(Dataset records)

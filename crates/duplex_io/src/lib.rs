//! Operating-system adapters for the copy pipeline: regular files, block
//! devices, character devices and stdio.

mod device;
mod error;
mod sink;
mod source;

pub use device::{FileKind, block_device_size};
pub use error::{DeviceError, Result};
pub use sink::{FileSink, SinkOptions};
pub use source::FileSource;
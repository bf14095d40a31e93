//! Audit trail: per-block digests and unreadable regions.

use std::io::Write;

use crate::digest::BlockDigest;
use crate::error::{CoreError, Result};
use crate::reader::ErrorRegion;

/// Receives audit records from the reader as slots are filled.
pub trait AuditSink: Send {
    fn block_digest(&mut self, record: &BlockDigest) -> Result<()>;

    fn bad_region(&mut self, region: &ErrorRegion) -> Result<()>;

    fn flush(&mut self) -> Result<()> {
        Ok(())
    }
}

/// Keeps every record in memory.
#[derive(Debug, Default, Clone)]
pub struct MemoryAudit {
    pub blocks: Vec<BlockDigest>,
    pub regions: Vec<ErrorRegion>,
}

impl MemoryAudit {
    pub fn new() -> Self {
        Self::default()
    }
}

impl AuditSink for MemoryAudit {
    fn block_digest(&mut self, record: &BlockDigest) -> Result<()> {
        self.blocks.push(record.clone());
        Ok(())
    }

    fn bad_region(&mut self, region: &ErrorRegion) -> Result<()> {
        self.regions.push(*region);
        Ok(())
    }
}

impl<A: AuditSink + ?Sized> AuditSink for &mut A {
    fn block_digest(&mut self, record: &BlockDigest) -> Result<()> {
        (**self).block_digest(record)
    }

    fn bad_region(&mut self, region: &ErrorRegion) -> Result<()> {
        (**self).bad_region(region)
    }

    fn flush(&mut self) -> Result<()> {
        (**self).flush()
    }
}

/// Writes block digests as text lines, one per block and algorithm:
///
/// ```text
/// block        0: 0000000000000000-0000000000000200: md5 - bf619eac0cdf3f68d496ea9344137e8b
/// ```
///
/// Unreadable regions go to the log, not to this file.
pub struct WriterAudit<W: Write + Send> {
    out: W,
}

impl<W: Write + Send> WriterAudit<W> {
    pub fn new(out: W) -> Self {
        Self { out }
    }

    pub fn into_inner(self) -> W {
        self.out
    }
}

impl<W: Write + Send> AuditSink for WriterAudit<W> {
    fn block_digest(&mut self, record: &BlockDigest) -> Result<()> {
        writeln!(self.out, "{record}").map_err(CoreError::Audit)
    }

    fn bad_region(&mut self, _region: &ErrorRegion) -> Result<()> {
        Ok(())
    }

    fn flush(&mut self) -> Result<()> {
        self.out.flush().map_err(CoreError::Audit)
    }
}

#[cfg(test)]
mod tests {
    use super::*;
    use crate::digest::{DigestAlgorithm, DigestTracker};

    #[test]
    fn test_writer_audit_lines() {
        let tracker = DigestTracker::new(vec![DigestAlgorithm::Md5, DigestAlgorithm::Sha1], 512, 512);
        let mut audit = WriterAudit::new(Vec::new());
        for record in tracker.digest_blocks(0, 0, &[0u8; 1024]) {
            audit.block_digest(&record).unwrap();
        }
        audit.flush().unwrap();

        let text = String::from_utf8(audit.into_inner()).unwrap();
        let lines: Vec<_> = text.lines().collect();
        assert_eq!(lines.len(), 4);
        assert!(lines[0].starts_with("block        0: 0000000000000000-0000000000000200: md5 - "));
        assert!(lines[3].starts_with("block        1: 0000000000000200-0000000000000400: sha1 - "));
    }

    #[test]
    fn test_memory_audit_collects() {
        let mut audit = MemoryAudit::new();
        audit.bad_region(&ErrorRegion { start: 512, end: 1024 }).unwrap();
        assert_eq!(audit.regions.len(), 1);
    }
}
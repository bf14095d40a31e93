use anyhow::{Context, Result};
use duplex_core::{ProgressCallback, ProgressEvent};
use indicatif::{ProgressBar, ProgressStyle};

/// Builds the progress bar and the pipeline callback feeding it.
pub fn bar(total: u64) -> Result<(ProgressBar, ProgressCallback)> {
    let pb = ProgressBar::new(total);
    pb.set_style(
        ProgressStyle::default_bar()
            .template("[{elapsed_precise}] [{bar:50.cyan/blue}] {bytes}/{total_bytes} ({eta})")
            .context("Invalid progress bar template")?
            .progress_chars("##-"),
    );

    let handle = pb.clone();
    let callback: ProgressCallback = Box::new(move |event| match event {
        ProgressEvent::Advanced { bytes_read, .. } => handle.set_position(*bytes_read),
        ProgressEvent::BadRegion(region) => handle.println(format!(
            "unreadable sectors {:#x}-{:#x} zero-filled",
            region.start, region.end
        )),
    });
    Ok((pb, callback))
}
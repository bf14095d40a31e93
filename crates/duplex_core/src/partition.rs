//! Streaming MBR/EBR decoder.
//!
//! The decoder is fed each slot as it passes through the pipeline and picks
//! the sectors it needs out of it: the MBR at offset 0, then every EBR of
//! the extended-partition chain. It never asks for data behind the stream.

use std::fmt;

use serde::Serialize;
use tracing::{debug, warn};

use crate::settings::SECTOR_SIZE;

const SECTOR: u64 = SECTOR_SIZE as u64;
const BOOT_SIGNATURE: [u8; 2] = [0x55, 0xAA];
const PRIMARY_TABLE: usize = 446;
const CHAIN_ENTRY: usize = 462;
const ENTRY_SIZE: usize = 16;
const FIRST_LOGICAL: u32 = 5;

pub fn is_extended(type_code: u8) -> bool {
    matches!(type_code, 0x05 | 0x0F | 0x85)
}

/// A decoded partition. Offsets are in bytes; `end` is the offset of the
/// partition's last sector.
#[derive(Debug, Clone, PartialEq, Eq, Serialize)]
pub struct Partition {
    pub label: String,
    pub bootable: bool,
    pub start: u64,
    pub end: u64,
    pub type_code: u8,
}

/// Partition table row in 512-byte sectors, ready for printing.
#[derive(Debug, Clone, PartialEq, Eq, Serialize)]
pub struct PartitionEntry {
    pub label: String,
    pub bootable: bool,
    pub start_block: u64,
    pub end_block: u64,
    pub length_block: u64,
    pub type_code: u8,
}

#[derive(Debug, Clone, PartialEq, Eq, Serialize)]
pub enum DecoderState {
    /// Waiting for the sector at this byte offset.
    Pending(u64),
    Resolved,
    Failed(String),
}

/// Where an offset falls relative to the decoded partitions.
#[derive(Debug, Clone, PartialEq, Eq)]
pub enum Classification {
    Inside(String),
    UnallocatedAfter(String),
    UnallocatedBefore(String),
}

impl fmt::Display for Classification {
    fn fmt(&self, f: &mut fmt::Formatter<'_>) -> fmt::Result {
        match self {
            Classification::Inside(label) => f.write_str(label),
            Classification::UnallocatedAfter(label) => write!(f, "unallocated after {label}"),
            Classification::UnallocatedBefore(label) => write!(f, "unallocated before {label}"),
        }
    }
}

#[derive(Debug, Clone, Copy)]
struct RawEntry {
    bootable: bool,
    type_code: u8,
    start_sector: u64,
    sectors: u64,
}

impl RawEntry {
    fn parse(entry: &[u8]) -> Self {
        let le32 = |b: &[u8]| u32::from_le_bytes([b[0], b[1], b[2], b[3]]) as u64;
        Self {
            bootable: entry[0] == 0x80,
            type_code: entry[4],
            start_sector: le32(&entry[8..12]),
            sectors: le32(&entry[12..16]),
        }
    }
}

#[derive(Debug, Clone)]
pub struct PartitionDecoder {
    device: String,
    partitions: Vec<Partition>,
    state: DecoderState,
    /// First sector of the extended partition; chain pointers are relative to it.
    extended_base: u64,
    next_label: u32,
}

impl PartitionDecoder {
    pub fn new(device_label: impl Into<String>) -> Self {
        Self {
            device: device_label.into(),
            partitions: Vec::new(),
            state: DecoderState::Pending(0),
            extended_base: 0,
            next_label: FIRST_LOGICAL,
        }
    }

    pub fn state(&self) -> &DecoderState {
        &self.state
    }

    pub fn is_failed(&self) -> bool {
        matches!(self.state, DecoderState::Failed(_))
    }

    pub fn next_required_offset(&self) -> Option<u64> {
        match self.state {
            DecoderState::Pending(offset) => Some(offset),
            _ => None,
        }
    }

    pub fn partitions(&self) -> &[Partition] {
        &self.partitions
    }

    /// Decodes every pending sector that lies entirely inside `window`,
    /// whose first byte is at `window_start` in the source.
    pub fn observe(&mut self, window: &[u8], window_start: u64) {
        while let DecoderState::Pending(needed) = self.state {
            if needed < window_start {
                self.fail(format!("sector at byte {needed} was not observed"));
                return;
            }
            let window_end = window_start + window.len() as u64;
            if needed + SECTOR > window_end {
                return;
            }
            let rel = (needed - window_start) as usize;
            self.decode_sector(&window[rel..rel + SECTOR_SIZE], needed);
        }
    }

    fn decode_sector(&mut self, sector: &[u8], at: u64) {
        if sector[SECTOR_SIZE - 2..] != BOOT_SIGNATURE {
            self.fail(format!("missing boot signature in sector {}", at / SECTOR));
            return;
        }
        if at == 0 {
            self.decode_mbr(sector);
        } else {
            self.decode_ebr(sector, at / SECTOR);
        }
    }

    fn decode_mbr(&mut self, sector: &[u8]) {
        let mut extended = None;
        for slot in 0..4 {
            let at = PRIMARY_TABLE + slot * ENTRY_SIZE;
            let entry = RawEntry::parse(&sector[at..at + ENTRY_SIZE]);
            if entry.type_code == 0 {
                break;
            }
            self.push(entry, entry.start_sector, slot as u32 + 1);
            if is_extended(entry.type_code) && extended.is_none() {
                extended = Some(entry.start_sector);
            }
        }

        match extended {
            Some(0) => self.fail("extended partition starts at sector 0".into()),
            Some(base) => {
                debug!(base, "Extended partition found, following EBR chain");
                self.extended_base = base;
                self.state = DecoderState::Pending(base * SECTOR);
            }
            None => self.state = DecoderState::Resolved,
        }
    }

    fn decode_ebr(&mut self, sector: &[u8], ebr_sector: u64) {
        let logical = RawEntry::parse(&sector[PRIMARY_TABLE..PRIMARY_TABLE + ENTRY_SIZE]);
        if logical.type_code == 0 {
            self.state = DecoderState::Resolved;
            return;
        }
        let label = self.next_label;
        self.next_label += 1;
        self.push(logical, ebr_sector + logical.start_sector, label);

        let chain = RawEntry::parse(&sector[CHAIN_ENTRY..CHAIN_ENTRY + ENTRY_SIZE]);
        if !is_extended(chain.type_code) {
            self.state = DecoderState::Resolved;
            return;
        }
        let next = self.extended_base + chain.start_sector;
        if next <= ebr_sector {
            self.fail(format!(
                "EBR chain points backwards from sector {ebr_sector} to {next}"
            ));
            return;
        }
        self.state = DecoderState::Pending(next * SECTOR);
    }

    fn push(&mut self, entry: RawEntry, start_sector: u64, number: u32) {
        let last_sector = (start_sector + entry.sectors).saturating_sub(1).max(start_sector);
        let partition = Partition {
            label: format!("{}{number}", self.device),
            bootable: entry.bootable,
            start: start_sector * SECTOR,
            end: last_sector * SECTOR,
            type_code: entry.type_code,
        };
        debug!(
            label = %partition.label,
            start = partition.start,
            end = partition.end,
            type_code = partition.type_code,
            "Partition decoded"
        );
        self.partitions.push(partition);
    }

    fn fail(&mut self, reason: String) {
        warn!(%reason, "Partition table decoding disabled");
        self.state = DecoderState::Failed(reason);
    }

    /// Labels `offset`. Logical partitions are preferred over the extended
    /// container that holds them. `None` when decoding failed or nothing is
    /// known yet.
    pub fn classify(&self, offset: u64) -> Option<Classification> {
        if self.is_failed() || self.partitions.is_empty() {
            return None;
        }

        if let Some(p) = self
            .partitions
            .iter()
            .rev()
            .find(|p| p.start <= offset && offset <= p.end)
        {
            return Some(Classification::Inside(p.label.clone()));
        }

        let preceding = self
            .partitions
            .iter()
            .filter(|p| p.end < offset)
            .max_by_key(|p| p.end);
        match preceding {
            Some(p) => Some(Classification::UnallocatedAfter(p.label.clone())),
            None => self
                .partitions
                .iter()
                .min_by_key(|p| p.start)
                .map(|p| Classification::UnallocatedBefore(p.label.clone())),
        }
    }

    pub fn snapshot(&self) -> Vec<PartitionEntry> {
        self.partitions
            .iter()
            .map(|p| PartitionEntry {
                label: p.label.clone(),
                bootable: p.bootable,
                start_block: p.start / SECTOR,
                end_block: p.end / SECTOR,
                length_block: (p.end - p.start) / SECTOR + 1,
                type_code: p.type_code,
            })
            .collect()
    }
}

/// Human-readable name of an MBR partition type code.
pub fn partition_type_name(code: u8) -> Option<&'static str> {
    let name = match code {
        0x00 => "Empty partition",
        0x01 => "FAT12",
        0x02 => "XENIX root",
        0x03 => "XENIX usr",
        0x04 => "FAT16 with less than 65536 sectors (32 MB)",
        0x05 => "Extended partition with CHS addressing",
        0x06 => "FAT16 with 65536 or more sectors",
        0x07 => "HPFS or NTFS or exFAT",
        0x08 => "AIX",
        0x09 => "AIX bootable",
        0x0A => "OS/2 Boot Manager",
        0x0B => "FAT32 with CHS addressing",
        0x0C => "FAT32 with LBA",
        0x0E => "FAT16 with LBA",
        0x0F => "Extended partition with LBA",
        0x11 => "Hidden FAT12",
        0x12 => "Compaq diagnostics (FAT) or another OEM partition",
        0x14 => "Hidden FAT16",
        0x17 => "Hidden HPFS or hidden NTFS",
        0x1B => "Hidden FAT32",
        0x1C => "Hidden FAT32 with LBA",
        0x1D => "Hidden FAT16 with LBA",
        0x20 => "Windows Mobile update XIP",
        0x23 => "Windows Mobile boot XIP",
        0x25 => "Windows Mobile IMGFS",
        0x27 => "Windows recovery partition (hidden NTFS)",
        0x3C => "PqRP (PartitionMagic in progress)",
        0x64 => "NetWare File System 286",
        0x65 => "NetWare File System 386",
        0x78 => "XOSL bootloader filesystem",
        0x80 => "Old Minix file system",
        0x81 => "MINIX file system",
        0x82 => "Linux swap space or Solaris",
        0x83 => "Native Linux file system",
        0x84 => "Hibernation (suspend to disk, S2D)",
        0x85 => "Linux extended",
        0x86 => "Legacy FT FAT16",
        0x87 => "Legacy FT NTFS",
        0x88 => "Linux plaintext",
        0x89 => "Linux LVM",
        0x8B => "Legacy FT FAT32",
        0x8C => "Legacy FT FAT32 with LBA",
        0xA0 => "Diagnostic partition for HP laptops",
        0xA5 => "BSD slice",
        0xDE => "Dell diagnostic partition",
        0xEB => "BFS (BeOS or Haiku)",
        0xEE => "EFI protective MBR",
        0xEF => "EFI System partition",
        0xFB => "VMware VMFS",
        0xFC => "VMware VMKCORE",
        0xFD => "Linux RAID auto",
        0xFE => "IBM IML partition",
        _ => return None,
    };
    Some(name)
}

(End Dataset records)
(Dataset records)

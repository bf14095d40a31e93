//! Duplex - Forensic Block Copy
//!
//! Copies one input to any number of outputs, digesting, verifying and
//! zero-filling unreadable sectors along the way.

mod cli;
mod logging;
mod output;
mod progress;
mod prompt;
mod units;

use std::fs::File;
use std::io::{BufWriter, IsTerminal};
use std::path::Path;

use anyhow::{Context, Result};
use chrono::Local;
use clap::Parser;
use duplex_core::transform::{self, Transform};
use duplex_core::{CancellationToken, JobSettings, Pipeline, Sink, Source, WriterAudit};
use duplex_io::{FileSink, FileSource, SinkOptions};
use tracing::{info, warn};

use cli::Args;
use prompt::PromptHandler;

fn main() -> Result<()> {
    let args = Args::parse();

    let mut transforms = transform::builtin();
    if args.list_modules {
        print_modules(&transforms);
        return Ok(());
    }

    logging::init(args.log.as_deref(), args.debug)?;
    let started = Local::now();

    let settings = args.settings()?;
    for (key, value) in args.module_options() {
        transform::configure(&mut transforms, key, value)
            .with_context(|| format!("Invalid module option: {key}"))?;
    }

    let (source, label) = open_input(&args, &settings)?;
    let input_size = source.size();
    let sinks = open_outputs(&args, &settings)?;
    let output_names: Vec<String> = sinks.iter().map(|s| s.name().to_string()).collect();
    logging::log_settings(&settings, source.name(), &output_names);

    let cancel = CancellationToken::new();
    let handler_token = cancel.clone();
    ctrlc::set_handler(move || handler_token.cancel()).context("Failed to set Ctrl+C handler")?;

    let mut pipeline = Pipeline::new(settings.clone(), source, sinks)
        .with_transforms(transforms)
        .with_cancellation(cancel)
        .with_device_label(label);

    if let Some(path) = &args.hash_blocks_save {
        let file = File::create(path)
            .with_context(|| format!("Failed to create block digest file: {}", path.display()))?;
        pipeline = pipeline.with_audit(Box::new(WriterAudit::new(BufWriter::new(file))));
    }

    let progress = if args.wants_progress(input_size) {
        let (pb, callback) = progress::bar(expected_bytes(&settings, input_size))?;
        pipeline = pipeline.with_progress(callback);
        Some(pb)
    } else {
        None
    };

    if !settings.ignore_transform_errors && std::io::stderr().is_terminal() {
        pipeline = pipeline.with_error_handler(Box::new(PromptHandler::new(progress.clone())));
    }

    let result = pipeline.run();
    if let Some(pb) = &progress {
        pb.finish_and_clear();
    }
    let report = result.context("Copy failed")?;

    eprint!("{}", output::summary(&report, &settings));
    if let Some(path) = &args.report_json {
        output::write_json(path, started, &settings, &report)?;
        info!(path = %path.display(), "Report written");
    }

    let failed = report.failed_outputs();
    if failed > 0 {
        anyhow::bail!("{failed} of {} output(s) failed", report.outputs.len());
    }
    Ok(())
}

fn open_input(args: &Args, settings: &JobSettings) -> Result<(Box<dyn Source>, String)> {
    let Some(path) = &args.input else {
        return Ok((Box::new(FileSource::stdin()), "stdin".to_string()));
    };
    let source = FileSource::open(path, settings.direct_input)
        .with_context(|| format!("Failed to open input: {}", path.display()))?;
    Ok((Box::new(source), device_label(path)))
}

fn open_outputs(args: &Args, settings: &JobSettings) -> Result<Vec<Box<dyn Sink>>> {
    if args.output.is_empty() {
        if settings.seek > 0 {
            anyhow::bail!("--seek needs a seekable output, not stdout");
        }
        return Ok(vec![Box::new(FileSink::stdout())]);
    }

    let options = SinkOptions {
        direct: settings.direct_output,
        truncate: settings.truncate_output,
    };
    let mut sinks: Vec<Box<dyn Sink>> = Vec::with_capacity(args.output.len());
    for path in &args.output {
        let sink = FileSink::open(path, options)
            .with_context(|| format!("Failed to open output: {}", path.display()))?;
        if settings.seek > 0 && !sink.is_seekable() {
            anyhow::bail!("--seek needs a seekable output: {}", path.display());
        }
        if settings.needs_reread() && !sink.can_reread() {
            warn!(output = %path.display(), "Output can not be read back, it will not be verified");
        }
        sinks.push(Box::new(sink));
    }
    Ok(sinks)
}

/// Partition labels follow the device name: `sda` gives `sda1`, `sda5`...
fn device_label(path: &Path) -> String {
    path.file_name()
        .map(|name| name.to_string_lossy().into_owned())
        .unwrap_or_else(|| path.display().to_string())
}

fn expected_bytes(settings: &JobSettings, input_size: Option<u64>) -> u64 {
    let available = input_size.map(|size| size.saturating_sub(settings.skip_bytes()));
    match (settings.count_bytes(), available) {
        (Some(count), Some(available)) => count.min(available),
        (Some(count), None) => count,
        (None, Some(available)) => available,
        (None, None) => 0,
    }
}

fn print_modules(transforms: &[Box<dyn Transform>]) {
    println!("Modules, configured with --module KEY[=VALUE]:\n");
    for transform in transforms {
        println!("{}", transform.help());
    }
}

(End Dataset records)

Check each line of the records above, and copy those that hold the word "relative".

/// Where an offset falls relative to the decoded partitions.
    /// First sector of the extended partition; chain pointers are relative to it.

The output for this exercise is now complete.